> [ABOUT THIS EXERCISE]: Please copy, character for character, each line from the beginning of the listing to the line containing "new API error", including both.

> [RECORDS FOR THE TASK]:

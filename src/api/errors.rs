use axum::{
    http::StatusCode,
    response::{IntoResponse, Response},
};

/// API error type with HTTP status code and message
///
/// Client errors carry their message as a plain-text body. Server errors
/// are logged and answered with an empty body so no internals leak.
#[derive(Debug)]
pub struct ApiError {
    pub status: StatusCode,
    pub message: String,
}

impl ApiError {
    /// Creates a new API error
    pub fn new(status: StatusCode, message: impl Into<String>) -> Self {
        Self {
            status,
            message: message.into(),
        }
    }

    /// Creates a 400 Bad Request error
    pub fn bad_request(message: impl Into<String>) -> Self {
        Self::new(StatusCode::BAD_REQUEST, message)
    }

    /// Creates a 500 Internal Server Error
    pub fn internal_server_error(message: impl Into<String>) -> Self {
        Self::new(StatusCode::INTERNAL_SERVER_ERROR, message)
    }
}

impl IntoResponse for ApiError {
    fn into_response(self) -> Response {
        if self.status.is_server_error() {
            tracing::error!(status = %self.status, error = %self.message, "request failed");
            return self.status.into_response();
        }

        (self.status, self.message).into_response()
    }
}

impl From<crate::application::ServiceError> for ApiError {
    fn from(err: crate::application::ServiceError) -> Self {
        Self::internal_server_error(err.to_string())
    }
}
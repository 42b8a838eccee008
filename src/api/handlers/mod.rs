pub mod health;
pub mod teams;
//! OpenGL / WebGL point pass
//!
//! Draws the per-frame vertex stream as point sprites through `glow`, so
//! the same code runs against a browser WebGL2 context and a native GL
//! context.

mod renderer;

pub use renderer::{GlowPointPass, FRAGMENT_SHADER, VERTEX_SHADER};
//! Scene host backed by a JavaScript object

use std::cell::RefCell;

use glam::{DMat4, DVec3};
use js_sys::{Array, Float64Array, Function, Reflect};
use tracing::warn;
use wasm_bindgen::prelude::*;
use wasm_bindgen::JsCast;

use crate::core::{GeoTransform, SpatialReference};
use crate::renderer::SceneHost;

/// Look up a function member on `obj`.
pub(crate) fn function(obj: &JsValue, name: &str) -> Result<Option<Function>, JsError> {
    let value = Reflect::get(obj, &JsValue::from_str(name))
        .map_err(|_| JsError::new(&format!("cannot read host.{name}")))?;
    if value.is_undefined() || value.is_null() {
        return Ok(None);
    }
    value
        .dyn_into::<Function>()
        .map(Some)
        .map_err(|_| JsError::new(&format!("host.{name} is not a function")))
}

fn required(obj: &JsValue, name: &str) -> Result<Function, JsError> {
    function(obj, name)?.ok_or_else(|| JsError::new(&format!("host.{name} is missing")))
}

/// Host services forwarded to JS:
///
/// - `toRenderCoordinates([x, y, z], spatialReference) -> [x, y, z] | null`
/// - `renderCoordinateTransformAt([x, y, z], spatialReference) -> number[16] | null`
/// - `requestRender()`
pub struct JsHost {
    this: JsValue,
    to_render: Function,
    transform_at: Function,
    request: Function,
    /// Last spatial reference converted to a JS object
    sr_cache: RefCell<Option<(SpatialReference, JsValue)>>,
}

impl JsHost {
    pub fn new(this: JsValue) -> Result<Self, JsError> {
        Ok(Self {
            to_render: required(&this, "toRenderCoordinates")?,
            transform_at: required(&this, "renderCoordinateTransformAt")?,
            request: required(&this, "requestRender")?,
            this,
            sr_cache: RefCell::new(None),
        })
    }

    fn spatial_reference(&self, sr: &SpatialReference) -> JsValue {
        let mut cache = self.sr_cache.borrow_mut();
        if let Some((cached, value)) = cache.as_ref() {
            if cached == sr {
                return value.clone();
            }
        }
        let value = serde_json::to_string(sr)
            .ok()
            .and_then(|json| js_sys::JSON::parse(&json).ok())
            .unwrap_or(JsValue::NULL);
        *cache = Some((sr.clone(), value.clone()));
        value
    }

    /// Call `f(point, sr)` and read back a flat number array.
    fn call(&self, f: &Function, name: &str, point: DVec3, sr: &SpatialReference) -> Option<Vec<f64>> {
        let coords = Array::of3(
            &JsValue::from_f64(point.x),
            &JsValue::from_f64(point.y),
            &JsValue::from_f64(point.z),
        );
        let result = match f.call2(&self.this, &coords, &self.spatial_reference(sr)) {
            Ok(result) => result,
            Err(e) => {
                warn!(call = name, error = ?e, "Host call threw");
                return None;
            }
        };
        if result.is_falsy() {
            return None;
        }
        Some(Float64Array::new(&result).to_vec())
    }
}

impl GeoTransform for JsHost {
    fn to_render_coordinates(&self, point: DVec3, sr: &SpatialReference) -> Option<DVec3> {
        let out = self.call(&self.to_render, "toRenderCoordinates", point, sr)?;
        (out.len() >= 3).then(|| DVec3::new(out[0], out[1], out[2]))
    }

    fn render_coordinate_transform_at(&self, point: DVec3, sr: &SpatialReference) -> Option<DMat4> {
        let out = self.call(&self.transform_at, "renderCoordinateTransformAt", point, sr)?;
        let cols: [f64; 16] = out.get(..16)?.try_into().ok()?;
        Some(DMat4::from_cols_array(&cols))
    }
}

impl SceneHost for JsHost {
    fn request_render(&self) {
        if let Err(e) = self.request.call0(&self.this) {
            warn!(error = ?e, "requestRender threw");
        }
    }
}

> [ANSWER FOR THIS EXERCISE]:
filename src/api/errors.rs
use axum::{
    http::StatusCode,
    response::{IntoResponse, Response},
};

/// API error type with HTTP status code and message
///
/// Client errors carry their message as a plain-text body. Server errors
/// are logged and answered with an empty body so no internals leak.
#[derive(Debug)]
pub struct ApiError {
    pub status: StatusCode,
    pub message: String,
}

impl ApiError {
    /// Creates a new API error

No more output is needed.